#### Work item:
Which lines below include "sensors"? Copy them all.

Start of Data shown

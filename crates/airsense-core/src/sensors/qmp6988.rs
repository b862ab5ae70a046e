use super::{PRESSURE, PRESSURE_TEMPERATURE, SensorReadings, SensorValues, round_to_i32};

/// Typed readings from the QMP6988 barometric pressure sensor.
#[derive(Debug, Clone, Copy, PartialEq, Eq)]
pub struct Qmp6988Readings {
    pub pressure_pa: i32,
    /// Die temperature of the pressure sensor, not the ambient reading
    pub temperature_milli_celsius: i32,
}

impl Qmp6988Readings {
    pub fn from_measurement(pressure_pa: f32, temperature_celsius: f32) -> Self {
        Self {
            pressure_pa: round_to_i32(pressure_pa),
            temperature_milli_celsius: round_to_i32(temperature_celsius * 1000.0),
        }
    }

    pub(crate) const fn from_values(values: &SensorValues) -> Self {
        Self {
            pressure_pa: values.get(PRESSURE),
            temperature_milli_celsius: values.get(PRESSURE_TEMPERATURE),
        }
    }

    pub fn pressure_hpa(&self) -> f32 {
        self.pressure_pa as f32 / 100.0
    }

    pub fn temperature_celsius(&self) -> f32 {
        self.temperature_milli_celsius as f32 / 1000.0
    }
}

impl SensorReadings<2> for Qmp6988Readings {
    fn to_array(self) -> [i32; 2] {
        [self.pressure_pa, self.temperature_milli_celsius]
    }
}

End of Data shown
Start of Data shown

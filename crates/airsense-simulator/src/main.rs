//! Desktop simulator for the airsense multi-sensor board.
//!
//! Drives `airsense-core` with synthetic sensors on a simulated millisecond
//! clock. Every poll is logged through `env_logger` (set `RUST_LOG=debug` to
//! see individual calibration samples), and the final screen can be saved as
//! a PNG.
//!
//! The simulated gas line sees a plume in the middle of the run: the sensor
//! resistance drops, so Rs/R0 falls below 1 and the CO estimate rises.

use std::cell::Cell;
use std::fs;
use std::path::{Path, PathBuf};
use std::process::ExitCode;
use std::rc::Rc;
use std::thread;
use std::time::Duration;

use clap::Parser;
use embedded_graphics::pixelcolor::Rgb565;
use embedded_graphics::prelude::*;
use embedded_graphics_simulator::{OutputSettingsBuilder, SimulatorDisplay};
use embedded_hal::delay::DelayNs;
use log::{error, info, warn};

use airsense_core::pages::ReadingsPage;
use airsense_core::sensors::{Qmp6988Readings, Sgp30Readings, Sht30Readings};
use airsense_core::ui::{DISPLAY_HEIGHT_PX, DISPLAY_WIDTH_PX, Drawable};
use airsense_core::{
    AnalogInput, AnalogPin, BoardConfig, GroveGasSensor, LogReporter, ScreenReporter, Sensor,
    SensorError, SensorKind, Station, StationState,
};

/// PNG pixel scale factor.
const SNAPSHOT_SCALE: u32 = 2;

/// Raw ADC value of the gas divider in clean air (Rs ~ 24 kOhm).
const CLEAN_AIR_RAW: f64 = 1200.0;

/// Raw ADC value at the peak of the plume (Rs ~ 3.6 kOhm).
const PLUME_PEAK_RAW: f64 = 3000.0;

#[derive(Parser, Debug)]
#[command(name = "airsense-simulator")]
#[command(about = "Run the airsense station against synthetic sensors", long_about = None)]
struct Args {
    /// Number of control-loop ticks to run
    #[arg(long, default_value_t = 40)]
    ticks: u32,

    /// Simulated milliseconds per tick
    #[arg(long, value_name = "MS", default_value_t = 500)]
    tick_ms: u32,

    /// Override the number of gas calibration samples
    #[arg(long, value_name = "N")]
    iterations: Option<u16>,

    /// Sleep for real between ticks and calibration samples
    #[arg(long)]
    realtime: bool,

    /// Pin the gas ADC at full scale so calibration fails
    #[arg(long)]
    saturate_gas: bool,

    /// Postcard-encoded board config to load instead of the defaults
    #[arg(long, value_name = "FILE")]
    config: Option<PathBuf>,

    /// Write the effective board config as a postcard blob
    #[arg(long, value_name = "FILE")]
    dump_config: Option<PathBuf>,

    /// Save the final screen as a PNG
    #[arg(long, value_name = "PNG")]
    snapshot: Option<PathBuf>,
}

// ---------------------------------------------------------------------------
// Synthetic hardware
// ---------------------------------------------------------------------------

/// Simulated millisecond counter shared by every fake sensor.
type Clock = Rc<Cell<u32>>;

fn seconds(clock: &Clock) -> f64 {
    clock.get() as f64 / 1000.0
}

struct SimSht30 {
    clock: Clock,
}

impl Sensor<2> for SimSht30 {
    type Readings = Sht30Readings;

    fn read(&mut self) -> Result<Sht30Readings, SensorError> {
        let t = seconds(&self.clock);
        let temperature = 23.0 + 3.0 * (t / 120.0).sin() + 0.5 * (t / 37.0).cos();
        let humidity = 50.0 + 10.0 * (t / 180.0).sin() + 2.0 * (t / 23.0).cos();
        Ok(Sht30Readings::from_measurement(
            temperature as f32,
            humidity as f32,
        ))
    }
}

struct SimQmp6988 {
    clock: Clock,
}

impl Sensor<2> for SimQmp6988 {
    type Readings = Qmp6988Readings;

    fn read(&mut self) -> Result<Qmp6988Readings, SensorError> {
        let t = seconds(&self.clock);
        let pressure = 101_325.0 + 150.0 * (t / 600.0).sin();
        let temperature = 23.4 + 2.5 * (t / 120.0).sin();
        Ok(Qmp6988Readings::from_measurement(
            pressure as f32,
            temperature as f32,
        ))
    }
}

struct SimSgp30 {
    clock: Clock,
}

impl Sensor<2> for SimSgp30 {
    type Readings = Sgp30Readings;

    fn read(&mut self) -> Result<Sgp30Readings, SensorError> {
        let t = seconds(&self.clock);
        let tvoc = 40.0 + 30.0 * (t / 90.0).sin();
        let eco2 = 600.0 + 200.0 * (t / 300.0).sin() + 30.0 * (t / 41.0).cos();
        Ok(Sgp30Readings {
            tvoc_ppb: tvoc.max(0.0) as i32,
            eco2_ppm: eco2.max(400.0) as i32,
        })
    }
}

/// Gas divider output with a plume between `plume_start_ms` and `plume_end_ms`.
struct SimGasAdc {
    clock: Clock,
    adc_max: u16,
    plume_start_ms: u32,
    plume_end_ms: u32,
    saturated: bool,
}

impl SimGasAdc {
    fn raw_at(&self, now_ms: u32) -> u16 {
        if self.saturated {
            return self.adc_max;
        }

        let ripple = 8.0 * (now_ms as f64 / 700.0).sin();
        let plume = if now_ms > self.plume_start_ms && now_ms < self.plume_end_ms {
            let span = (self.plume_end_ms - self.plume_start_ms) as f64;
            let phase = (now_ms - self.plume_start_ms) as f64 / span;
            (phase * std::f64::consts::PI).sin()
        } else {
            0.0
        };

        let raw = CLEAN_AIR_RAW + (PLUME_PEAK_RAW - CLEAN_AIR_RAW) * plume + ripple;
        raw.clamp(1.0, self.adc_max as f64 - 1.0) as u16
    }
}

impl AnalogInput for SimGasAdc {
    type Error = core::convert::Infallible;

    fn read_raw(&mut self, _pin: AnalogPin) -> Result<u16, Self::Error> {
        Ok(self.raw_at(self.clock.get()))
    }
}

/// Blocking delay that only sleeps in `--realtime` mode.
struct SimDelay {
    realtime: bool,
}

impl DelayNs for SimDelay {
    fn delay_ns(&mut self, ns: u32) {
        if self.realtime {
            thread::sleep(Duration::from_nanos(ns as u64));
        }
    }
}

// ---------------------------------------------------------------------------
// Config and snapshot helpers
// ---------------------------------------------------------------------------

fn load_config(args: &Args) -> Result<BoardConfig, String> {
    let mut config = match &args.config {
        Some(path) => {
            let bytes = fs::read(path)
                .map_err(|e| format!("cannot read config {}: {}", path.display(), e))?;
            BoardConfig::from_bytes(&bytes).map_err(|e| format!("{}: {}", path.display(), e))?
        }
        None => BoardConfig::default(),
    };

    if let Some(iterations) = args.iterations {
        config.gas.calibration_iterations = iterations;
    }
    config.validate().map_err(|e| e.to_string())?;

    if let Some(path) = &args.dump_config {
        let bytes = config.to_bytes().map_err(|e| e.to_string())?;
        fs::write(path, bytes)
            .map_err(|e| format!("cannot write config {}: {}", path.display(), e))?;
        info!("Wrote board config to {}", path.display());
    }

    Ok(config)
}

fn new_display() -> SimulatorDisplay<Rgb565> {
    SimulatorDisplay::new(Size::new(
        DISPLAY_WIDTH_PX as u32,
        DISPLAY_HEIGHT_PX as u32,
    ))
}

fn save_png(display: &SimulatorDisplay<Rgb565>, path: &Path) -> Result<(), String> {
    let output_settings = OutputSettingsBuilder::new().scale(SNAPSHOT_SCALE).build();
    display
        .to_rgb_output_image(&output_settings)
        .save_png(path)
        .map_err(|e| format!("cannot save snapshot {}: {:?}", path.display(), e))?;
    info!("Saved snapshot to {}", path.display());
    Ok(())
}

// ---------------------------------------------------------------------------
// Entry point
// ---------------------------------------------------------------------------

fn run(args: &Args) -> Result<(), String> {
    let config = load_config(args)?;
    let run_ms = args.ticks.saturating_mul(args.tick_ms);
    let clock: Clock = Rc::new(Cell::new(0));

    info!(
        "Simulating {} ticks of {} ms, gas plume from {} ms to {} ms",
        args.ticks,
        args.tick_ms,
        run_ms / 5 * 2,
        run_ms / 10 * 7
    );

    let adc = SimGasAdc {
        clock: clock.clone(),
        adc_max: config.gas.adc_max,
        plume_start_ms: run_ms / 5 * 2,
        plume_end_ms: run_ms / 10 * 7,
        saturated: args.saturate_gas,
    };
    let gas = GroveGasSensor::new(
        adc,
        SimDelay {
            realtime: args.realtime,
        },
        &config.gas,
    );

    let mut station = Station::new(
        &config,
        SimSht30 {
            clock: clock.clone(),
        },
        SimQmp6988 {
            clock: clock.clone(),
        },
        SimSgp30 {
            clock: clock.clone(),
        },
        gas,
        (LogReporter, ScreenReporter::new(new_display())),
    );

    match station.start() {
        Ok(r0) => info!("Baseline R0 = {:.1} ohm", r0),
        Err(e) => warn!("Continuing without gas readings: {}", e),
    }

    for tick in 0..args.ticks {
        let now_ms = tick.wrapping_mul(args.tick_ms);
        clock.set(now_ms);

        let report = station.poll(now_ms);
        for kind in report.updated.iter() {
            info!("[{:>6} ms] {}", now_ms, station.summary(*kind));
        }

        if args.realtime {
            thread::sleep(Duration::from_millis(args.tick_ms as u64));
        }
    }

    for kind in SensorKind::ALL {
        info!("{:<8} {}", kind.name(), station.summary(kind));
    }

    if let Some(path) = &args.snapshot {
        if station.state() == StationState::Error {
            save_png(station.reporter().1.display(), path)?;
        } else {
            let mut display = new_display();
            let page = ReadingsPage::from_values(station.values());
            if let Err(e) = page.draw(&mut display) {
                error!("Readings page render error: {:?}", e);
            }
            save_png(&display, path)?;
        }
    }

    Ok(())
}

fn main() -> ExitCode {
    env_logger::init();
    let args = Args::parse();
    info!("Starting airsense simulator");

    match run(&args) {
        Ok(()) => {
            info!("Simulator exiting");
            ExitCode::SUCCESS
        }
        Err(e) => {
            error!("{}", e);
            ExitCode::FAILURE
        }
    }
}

End of Data shown

#### Reply to the task:
filename crates/airsense-core/src/sensors/qmp6988.rs
//! Drives `airsense-core` with synthetic sensors on a simulated millisecond
use airsense_core::sensors::{Qmp6988Readings, Sgp30Readings, Sht30Readings};
#[command(about = "Run the airsense station against synthetic sensors", long_about = None)]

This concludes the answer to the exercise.